**Records from a data source:**
══════════

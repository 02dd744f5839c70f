//! Post-submission outcome classification.
//!
//! Success signals are tested as substrings of the page body, title, and
//! URL. No match is not failure by itself: many targets defer confirmation
//! to an email the engine cannot inspect. A re-displayed form carrying
//! visible validation-error text is the one case reported as rejected.

/// Generic success signals, tried when the flavor declares none.
pub const DEFAULT_SUCCESS_SIGNALS: &[&str] = &[
    "welcome",
    "dashboard",
    "confirm",
    "verify",
    "check your email",
    "success",
    "sent",
    "inbox",
];

/// Validation-error phrasings that mark a rejected submission when the
/// form is still on screen.
const REJECTION_SIGNALS: &[&str] = &[
    "error",
    "invalid",
    "required",
    "already taken",
    "already in use",
    "already exists",
    "try again",
    "must be",
];

/// Page evidence gathered after submission.
#[derive(Debug, Clone)]
pub struct PageEvidence {
    /// First ~1000 characters of body text, case-folded by the caller.
    pub body_text: String,
    pub title: String,
    pub url: String,
    /// Whether a fillable form is still present on the page.
    pub form_still_present: bool,
}

/// Classification verdict.
#[derive(Debug, Clone, PartialEq, Eq)]
pub enum Outcome {
    /// A success signal matched.
    Confirmed { signal: String },
    /// Nothing matched, nothing rejected: treated as success pending
    /// out-of-band (email) confirmation.
    Unconfirmed,
    /// The form re-displayed with visible validation-error text.
    Rejected { detail: String },
}

/// Classify the submitted page. First matching signal wins; signals are
/// checked against body text, title, and URL, all case-folded.
pub fn classify(evidence: &PageEvidence, signals: &[String]) -> Outcome {
    let body = evidence.body_text.to_lowercase();
    let title = evidence.title.to_lowercase();
    let url = evidence.url.to_lowercase();

    for signal in signals {
        let needle = signal.to_lowercase();
        if needle.is_empty() {
            continue;
        }
        if body.contains(&needle) || title.contains(&needle) || url.contains(&needle) {
            return Outcome::Confirmed {
                signal: signal.clone(),
            };
        }
    }

    if evidence.form_still_present {
        if let Some(rejection) = REJECTION_SIGNALS.iter().find(|s| body.contains(**s)) {
            return Outcome::Rejected {
                detail: format!("form re-displayed with validation text '{rejection}'"),
            };
        }
    }

    Outcome::Unconfirmed
}

#[cfg(test)]
mod tests {
    use super::*;

    fn evidence(body: &str, form_still_present: bool) -> PageEvidence {
        PageEvidence {
            body_text: body.to_string(),
            title: "Sign up".to_string(),
            url: "https://example.com/signup".to_string(),
            form_still_present,
        }
    }

    fn default_signals() -> Vec<String> {
        DEFAULT_SUCCESS_SIGNALS.iter().map(|s| s.to_string()).collect()
    }

    #[test]
    fn first_matching_signal_wins() {
        let outcome = classify(
            &evidence("Almost done! Check your email to finish.", false),
            &default_signals(),
        );
        assert_eq!(
            outcome,
            Outcome::Confirmed {
                signal: "check your email".to_string()
            }
        );
    }

    #[test]
    fn signal_matches_url_and_title_too() {
        let mut e = evidence("nothing interesting here", false);
        e.url = "https://example.com/dashboard".to_string();
        let outcome = classify(&e, &default_signals());
        assert_eq!(
            outcome,
            Outcome::Confirmed {
                signal: "dashboard".to_string()
            }
        );
    }

    #[test]
    fn no_match_without_form_is_unconfirmed() {
        let outcome = classify(&evidence("thanks for signing up with us", false), &default_signals());
        // "thanks" is not in the signal list and no form remains.
        assert_eq!(outcome, Outcome::Unconfirmed);
    }

    #[test]
    fn redisplayed_form_with_error_text_is_rejected() {
        let outcome = classify(
            &evidence("that email address is invalid", true),
            &default_signals(),
        );
        assert!(matches!(outcome, Outcome::Rejected { .. }));
    }

    #[test]
    fn redisplayed_form_without_error_text_stays_unconfirmed() {
        let outcome = classify(&evidence("join our community today", true), &default_signals());
        assert_eq!(outcome, Outcome::Unconfirmed);
    }

    #[test]
    fn override_signals_take_priority_order() {
        let signals = vec!["account created".to_string(), "welcome".to_string()];
        let outcome = classify(&evidence("welcome! account created", false), &signals);
        assert_eq!(
            outcome,
            Outcome::Confirmed {
                signal: "account created".to_string()
            }
        );
    }
}
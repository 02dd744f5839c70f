//! Per-domain enrollment flavors.
//!
//! Known targets get an override descriptor: an explicit field recipe that
//! fully replaces generic detection for that run. Everything else falls
//! through to the generic flavor. The state machine only ever talks to the
//! `EnrollmentFlavor` trait, so adding a flavor never touches the machine.

use std::collections::HashMap;
use std::sync::Arc;

use serde::{Deserialize, Serialize};

use crate::enroll::classify::DEFAULT_SUCCESS_SIGNALS;
use crate::error::{PaneError, Result};

/// One scripted fill step in an override descriptor.
#[derive(Debug, Clone, Serialize, Deserialize)]
pub struct FieldStep {
    /// Logical field name ("email", "password", ...).
    pub field: String,
    pub selector: String,
    /// Take the value from an already-filled logical field instead of the
    /// enrollment context (confirmation fields mirroring a password).
    #[serde(default)]
    pub derive_from: Option<String>,
}

/// Declared generate-action for targets that expose no fillable form.
#[derive(Debug, Clone, Serialize, Deserialize)]
pub struct NoFormFlow {
    /// Selector of the single "generate" action to click.
    pub action_selector: String,
    /// Selector holding the provider-issued token on the resulting page.
    pub token_selector: String,
}

/// Per-domain recipe overriding generic detection. Static configuration,
/// keyed by registration domain.
#[derive(Debug, Clone, Serialize, Deserialize)]
pub struct OverrideDescriptor {
    pub domain: String,
    #[serde(default)]
    pub navigation_url: Option<String>,
    #[serde(default)]
    pub steps: Vec<FieldStep>,
    #[serde(default)]
    pub submit_selector: Option<String>,
    #[serde(default)]
    pub success_signals: Vec<String>,
    #[serde(default)]
    pub no_form: Option<NoFormFlow>,
    /// Signup form lives in a child frame located by this URL substring.
    #[serde(default)]
    pub frame_url_fragment: Option<String>,
}

/// Strategy interface for one enrollment flavor.
pub trait EnrollmentFlavor: Send + Sync {
    fn name(&self) -> &str;

    /// URL to load; defaults to whatever the caller asked for.
    fn navigation_url<'a>(&'a self, requested: &'a str) -> &'a str {
        requested
    }

    /// Explicit fill steps. `None` means generic detection applies.
    fn field_steps(&self) -> Option<&[FieldStep]> {
        None
    }

    fn submit_selector(&self) -> Option<&str> {
        None
    }

    fn success_signals(&self) -> Vec<String> {
        DEFAULT_SUCCESS_SIGNALS
            .iter()
            .map(|s| s.to_string())
            .collect()
    }

    fn no_form_flow(&self) -> Option<&NoFormFlow> {
        None
    }

    fn frame_url_fragment(&self) -> Option<&str> {
        None
    }
}

/// Default flavor: generic detection, generic submit matchers, default
/// success signals.
pub struct GenericFlavor;

impl EnrollmentFlavor for GenericFlavor {
    fn name(&self) -> &str {
        "generic"
    }
}

/// Flavor backed by an override descriptor. Override precedence is total:
/// when steps are declared, generic detection is not consulted at all.
pub struct OverrideFlavor {
    descriptor: OverrideDescriptor,
}

impl OverrideFlavor {
    pub fn new(descriptor: OverrideDescriptor) -> Self {
        Self { descriptor }
    }
}

impl EnrollmentFlavor for OverrideFlavor {
    fn name(&self) -> &str {
        &self.descriptor.domain
    }

    fn navigation_url<'a>(&'a self, requested: &'a str) -> &'a str {
        self.descriptor
            .navigation_url
            .as_deref()
            .unwrap_or(requested)
    }

    fn field_steps(&self) -> Option<&[FieldStep]> {
        if self.descriptor.steps.is_empty() {
            None
        } else {
            Some(&self.descriptor.steps)
        }
    }

    fn submit_selector(&self) -> Option<&str> {
        self.descriptor.submit_selector.as_deref()
    }

    fn success_signals(&self) -> Vec<String> {
        if self.descriptor.success_signals.is_empty() {
            GenericFlavor.success_signals()
        } else {
            self.descriptor.success_signals.clone()
        }
    }

    fn no_form_flow(&self) -> Option<&NoFormFlow> {
        self.descriptor.no_form.as_ref()
    }

    fn frame_url_fragment(&self) -> Option<&str> {
        self.descriptor.frame_url_fragment.as_deref()
    }
}

/// Registry of flavors keyed by registration domain, with the generic
/// flavor as fallback. Built once at startup from configuration.
pub struct FlavorRegistry {
    overrides: HashMap<String, Arc<dyn EnrollmentFlavor>>,
    generic: Arc<dyn EnrollmentFlavor>,
}

impl FlavorRegistry {
    pub fn new(descriptors: Vec<OverrideDescriptor>) -> Self {
        let mut overrides: HashMap<String, Arc<dyn EnrollmentFlavor>> = HashMap::new();
        for descriptor in descriptors {
            let domain = descriptor.domain.to_ascii_lowercase();
            overrides.insert(domain, Arc::new(OverrideFlavor::new(descriptor)));
        }
        Self {
            overrides,
            generic: Arc::new(GenericFlavor),
        }
    }

    pub fn empty() -> Self {
        Self::new(Vec::new())
    }

    /// Flavor for the given registration domain; generic if unknown.
    pub fn resolve(&self, domain: &str) -> Arc<dyn EnrollmentFlavor> {
        self.overrides
            .get(&domain.to_ascii_lowercase())
            .cloned()
            .unwrap_or_else(|| Arc::clone(&self.generic))
    }
}

/// Registration domain for a target URL: host with any `www.` prefix
/// stripped, lowercased.
pub fn registration_domain(target_url: &str) -> Result<String> {
    let parsed =
        url::Url::parse(target_url).map_err(|e| PaneError::InvalidUrl(format!("{target_url}: {e}")))?;
    let host = parsed
        .host_str()
        .ok_or_else(|| PaneError::InvalidUrl(format!("{target_url}: no host")))?;
    let host = host.strip_prefix("www.").unwrap_or(host);
    Ok(host.to_ascii_lowercase())
}

#[cfg(test)]
mod tests {
    use super::*;

    fn descriptor() -> OverrideDescriptor {
        OverrideDescriptor {
            domain: "example.com".into(),
            navigation_url: Some("https://example.com/join".into()),
            steps: vec![
                FieldStep {
                    field: "email".into(),
                    selector: "#email".into(),
                    derive_from: None,
                },
                FieldStep {
                    field: "password_confirm".into(),
                    selector: "#confirm".into(),
                    derive_from: Some("password".into()),
                },
            ],
            submit_selector: Some("#join".into()),
            success_signals: vec!["welcome aboard".into()],
            no_form: None,
            frame_url_fragment: None,
        }
    }

    #[test]
    fn registry_resolves_override_case_insensitively() {
        let registry = FlavorRegistry::new(vec![descriptor()]);
        assert_eq!(registry.resolve("Example.COM").name(), "example.com");
        assert_eq!(registry.resolve("other.org").name(), "generic");
    }

    #[test]
    fn override_replaces_generic_detection_entirely() {
        let flavor = OverrideFlavor::new(descriptor());
        let steps = flavor.field_steps().unwrap();
        assert_eq!(steps.len(), 2);
        assert_eq!(steps[1].derive_from.as_deref(), Some("password"));
        assert_eq!(flavor.navigation_url("https://example.com"), "https://example.com/join");
        assert_eq!(flavor.success_signals(), vec!["welcome aboard".to_string()]);
    }

    #[test]
    fn override_without_signals_inherits_defaults() {
        let mut d = descriptor();
        d.success_signals.clear();
        let flavor = OverrideFlavor::new(d);
        assert!(flavor
            .success_signals()
            .iter()
            .any(|s| s == "check your email"));
    }

    #[test]
    fn registration_domain_strips_www() {
        assert_eq!(
            registration_domain("https://www.Example.com/signup?x=1").unwrap(),
            "example.com"
        );
        assert_eq!(
            registration_domain("https://app.example.com/join").unwrap(),
            "app.example.com"
        );
        assert!(registration_domain("not a url").is_err());
    }

    #[test]
    fn descriptor_deserializes_from_toml_fragment() {
        let raw = r##"
            domain = "signup.test"
            submit_selector = "#go"
            [[steps]]
            field = "email"
            selector = "input.email"
            [no_form]
            action_selector = "#generate"
            token_selector = ".account-number"
        "##;
        let d: OverrideDescriptor = toml::from_str(raw).unwrap();
        assert_eq!(d.domain, "signup.test");
        assert!(d.no_form.is_some());
        assert_eq!(d.steps.len(), 1);
    }
}
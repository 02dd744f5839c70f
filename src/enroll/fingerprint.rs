//! Per-session synthetic browser environment.
//!
//! Each enrollment run draws its own fingerprint; values are never persisted
//! or reused verbatim across runs, so two enrollments cannot be linked by
//! their environment signals.

use rand::seq::SliceRandom;
use rand::Rng;

/// Common desktop resolutions. Small fixed pool on purpose: exotic sizes
/// are themselves a fingerprint.
const VIEWPORTS: &[(u32, u32)] = &[
    (1920, 1080),
    (1680, 1050),
    (1536, 864),
    (1440, 900),
    (1366, 768),
];

/// User-agent / platform pairs. The platform string must match the UA or
/// the mismatch is an immediate automation tell.
const USER_AGENTS: &[(&str, &str)] = &[
    (
        "Mozilla/5.0 (Windows NT 10.0; Win64; x64) AppleWebKit/537.36 (KHTML, like Gecko) Chrome/131.0.0.0 Safari/537.36",
        "Win32",
    ),
    (
        "Mozilla/5.0 (Macintosh; Intel Mac OS X 10_15_7) AppleWebKit/537.36 (KHTML, like Gecko) Chrome/131.0.0.0 Safari/537.36",
        "MacIntel",
    ),
    (
        "Mozilla/5.0 (X11; Linux x86_64) AppleWebKit/537.36 (KHTML, like Gecko) Chrome/131.0.0.0 Safari/537.36",
        "Linux x86_64",
    ),
    (
        "Mozilla/5.0 (Windows NT 10.0; Win64; x64) AppleWebKit/537.36 (KHTML, like Gecko) Chrome/130.0.0.0 Safari/537.36",
        "Win32",
    ),
];

/// Session-consistent synthetic environment, drawn once at session start
/// and held for the run's lifetime.
#[derive(Debug, Clone, PartialEq, Eq)]
pub struct SessionFingerprint {
    pub viewport: (u32, u32),
    pub user_agent: String,
    pub platform: String,
    pub timezone: String,
    pub locale: String,
    /// Per-session seed for the canvas perturbation, so readback is stable
    /// within a session but differs between sessions.
    pub canvas_seed: u32,
}

impl SessionFingerprint {
    /// Draw a fresh fingerprint. The timezone defaults to the synthetic
    /// identity's declared zone so the environment matches the person.
    pub fn draw(identity_timezone: &str) -> Self {
        let mut rng = rand::thread_rng();
        let viewport = *VIEWPORTS
            .choose(&mut rng)
            .unwrap_or(&(1920, 1080));
        let (ua, platform) = *USER_AGENTS
            .choose(&mut rng)
            .unwrap_or(&USER_AGENTS[0]);

        Self {
            viewport,
            user_agent: ua.to_string(),
            platform: platform.to_string(),
            timezone: identity_timezone.to_string(),
            locale: "en-US".to_string(),
            canvas_seed: rng.gen(),
        }
    }

    /// Page-load-time countermeasure script, installed once per session
    /// before any page script runs. Hides the automation flag, reports a
    /// non-empty plugin list and a consistent platform, and flips a single
    /// low bit in canvas pixel readback to break naive canvas hashing.
    pub fn countermeasure_script(&self) -> String {
        format!(
            r#"
Object.defineProperty(Object.getPrototypeOf(navigator), 'webdriver', {{
    get: () => false,
    configurable: true
}});

Object.defineProperty(Navigator.prototype, 'platform', {{
    get: () => '{platform}',
    configurable: true
}});

Object.defineProperty(Navigator.prototype, 'plugins', {{
    get: () => {{
        const p = [
            {{ name: 'PDF Viewer', filename: 'internal-pdf-viewer' }},
            {{ name: 'Chrome PDF Viewer', filename: 'internal-pdf-viewer' }},
            {{ name: 'Chromium PDF Viewer', filename: 'internal-pdf-viewer' }}
        ];
        p.item = i => p[i];
        p.namedItem = n => p.find(x => x.name === n) || null;
        return p;
    }},
    configurable: true
}});

Object.defineProperty(Navigator.prototype, 'languages', {{
    get: () => ['{locale}', 'en'],
    configurable: true
}});

const canvasSeed = {seed};
const origGetImageData = CanvasRenderingContext2D.prototype.getImageData;
CanvasRenderingContext2D.prototype.getImageData = function() {{
    const data = origGetImageData.apply(this, arguments);
    for (let i = 0; i < data.data.length; i += 4) {{
        data.data[i] ^= ((canvasSeed >> (i % 24)) & 1);
    }}
    return data;
}};
const origToDataURL = HTMLCanvasElement.prototype.toDataURL;
HTMLCanvasElement.prototype.toDataURL = function() {{
    const ctx = this.getContext('2d');
    if (ctx && this.width > 0 && this.height > 0) {{
        const d = origGetImageData.call(ctx, 0, 0, this.width, this.height);
        d.data[0] ^= (canvasSeed & 1);
        ctx.putImageData(d, 0, 0);
    }}
    return origToDataURL.apply(this, arguments);
}};
"#,
            platform = self.platform,
            locale = self.locale,
            seed = self.canvas_seed & 0x00ff_ffff,
        )
    }
}
//! Configuration loading.
//!
//! Layered figment: compiled defaults, then `pane.toml`, then `PANE_*`
//! environment variables. Per-domain override descriptors ride along in the
//! same file, so adding a known target is a config edit, not a code change.

use std::path::{Path, PathBuf};
use std::time::Duration;

use figment::providers::{Env, Format, Serialized, Toml};
use figment::Figment;
use serde::{Deserialize, Serialize};

use crate::enroll::{EnrollSettings, OverrideDescriptor};
use crate::error::{PaneError, Result};

#[derive(Debug, Clone, Serialize, Deserialize, Default)]
#[serde(default)]
pub struct Config {
    pub enroll: EnrollConfig,
    pub alias: AliasConfig,
    pub card: CardConfig,
    /// Per-domain override descriptors (see `enroll::flavor`).
    pub overrides: Vec<OverrideDescriptor>,
}

#[derive(Debug, Clone, Serialize, Deserialize)]
#[serde(default)]
pub struct EnrollConfig {
    pub navigation_timeout_secs: u64,
    pub settle_delay_ms: u64,
    pub screenshot_dir: PathBuf,
    pub headless: bool,
}

impl Default for EnrollConfig {
    fn default() -> Self {
        Self {
            navigation_timeout_secs: 30,
            settle_delay_ms: 4000,
            screenshot_dir: dirs::data_dir()
                .unwrap_or_else(|| PathBuf::from("."))
                .join("pane")
                .join("screenshots"),
            headless: true,
        }
    }
}

impl EnrollConfig {
    pub fn settings(&self) -> EnrollSettings {
        EnrollSettings {
            navigation_timeout: Duration::from_secs(self.navigation_timeout_secs),
            settle_delay: Duration::from_millis(self.settle_delay_ms),
            screenshot_dir: self.screenshot_dir.clone(),
        }
    }
}

#[derive(Debug, Clone, Serialize, Deserialize)]
#[serde(default)]
pub struct AliasConfig {
    pub base_url: String,
    pub api_key: String,
}

impl Default for AliasConfig {
    fn default() -> Self {
        Self {
            base_url: "https://api.alias.example".to_string(),
            api_key: String::new(),
        }
    }
}

#[derive(Debug, Clone, Serialize, Deserialize)]
#[serde(default)]
pub struct CardConfig {
    pub base_url: String,
    pub api_key: String,
    pub spend_limit_cents: u64,
}

impl Default for CardConfig {
    fn default() -> Self {
        Self {
            base_url: "https://api.card.example".to_string(),
            api_key: String::new(),
            spend_limit_cents: 100,
        }
    }
}

impl Config {
    /// Default config file location under the platform config dir.
    pub fn default_path() -> PathBuf {
        dirs::config_dir()
            .unwrap_or_else(|| PathBuf::from("."))
            .join("pane")
            .join("pane.toml")
    }

    /// Load configuration, layering `path` (or the default location) and
    /// `PANE_`-prefixed environment variables over compiled defaults.
    /// A missing file is fine; defaults apply.
    pub fn load(path: Option<&Path>) -> Result<Self> {
        let file = path.map(Path::to_path_buf).unwrap_or_else(Self::default_path);
        Figment::from(Serialized::defaults(Config::default()))
            .merge(Toml::file(file))
            .merge(Env::prefixed("PANE_").split("__"))
            .extract()
            .map_err(|e| PaneError::Config(e.to_string()))
    }

    /// Write the compiled defaults to `path` as a starting point.
    pub fn write_default(path: &Path) -> Result<()> {
        if let Some(parent) = path.parent() {
            std::fs::create_dir_all(parent)?;
        }
        let raw = toml::to_string_pretty(&Config::default())
            .map_err(|e| PaneError::Config(e.to_string()))?;
        std::fs::write(path, raw)?;
        Ok(())
    }
}

#[cfg(test)]
mod tests {
    use super::*;

    #[test]
    fn defaults_are_sane() {
        let config = Config::default();
        assert_eq!(config.enroll.navigation_timeout_secs, 30);
        assert!(config.enroll.headless);
        assert!(config.overrides.is_empty());
        let settings = config.enroll.settings();
        assert_eq!(settings.settle_delay, Duration::from_millis(4000));
    }

    #[test]
    fn toml_file_overrides_defaults() {
        let dir = tempfile::tempdir().unwrap();
        let path = dir.path().join("pane.toml");
        std::fs::write(
            &path,
            r##"
            [enroll]
            navigation_timeout_secs = 5
            headless = false

            [[overrides]]
            domain = "signup.test"
            submit_selector = "#go"
            "##,
        )
        .unwrap();

        let config = Config::load(Some(&path)).unwrap();
        assert_eq!(config.enroll.navigation_timeout_secs, 5);
        assert!(!config.enroll.headless);
        assert_eq!(config.overrides.len(), 1);
        assert_eq!(config.overrides[0].domain, "signup.test");
    }

    #[test]
    fn write_default_round_trips() {
        let dir = tempfile::tempdir().unwrap();
        let path = dir.path().join("pane.toml");
        Config::write_default(&path).unwrap();
        let config = Config::load(Some(&path)).unwrap();
        assert_eq!(config.card.spend_limit_cents, 100);
    }
}
//! Command-line interface definitions.

use std::path::PathBuf;

use clap::{Parser, Subcommand};

#[derive(Debug, Parser)]
#[command(name = "pane", version, about = "Alias-identity signup automation")]
pub struct Cli {
    /// Path to pane.toml (defaults to the platform config dir)
    #[arg(long, global = true, env = "PANE_CONFIG")]
    pub config: Option<PathBuf>,

    /// Verbose logging (equivalent to RUST_LOG=pane=debug)
    #[arg(short, long, global = true)]
    pub verbose: bool,

    #[command(subcommand)]
    pub command: Commands,
}

#[derive(Debug, Subcommand)]
pub enum Commands {
    /// Enroll an alias identity at a signup URL
    Enroll {
        /// Signup page URL
        url: String,

        /// Context name for the envelope (defaults to the seed phrase)
        #[arg(long)]
        context: Option<String>,

        /// Seed phrase for the synthetic identity (defaults to a fresh one)
        #[arg(long)]
        seed: Option<String>,

        /// Run the browser with a visible window
        #[arg(long)]
        headed: bool,
    },

    /// Generate alias seed phrases
    Scramble {
        /// Number of seeds to generate
        #[arg(long, default_value_t = 10)]
        count: usize,

        /// Write seeds to alias-seeds.txt
        #[arg(long)]
        export: bool,
    },

    /// Manage enrollment envelopes
    Context {
        #[command(subcommand)]
        command: ContextCommands,
    },
}

#[derive(Debug, Subcommand)]
pub enum ContextCommands {
    /// List all envelopes
    List,

    /// Show one envelope
    Show { name: String },

    /// Burn an envelope: delete the alias, freeze the card, tombstone
    Burn { name: String },
}
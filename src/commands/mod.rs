//! Command implementations dispatched from the binary.

pub mod context;
pub mod enroll;
pub mod scramble;
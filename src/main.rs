use clap::Parser;
use colored::Colorize;
use tracing_subscriber::EnvFilter;

use pane::cli::{Cli, Commands, ContextCommands};
use pane::commands;
use pane::config::Config;
use pane::store::ContextStore;

#[tokio::main]
async fn main() {
    let cli = Cli::parse();

    let default_filter = if cli.verbose { "pane=debug" } else { "pane=info" };
    tracing_subscriber::fmt()
        .with_env_filter(
            EnvFilter::try_from_default_env().unwrap_or_else(|_| EnvFilter::new(default_filter)),
        )
        .with_target(false)
        .init();

    if let Err(e) = run(cli).await {
        eprintln!("{} {e}", "error:".red().bold());
        std::process::exit(1);
    }
}

async fn run(cli: Cli) -> pane::Result<()> {
    let config = Config::load(cli.config.as_deref())?;
    let store = ContextStore::new(ContextStore::default_path());

    match cli.command {
        Commands::Enroll {
            url,
            context,
            seed,
            headed,
        } => {
            commands::enroll::run(
                commands::enroll::EnrollArgs {
                    url,
                    context,
                    seed,
                    headed,
                },
                &config,
                &store,
            )
            .await
        }
        Commands::Scramble { count, export } => commands::scramble::run(count, export),
        Commands::Context { command } => match command {
            ContextCommands::List => commands::context::list(&store),
            ContextCommands::Show { name } => commands::context::show(&store, &name),
            ContextCommands::Burn { name } => commands::context::burn(&store, &config, &name).await,
        },
    }
}
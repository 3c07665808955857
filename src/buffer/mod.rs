//! Page buffer pooling.

mod buffer;
mod pool;

#[doc(inline)]
pub use self::buffer::PooledPage;
#[doc(inline)]
pub use self::pool::{BufferPool, PagePool};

══════════

**Task objective:** Which lines in the data hold the string "visible"? Copy each of them.

**Answer for the task:**
//! visible validation-error text is the one case reported as rejected.
    /// The form re-displayed with visible validation-error text.
        /// Run the browser with a visible window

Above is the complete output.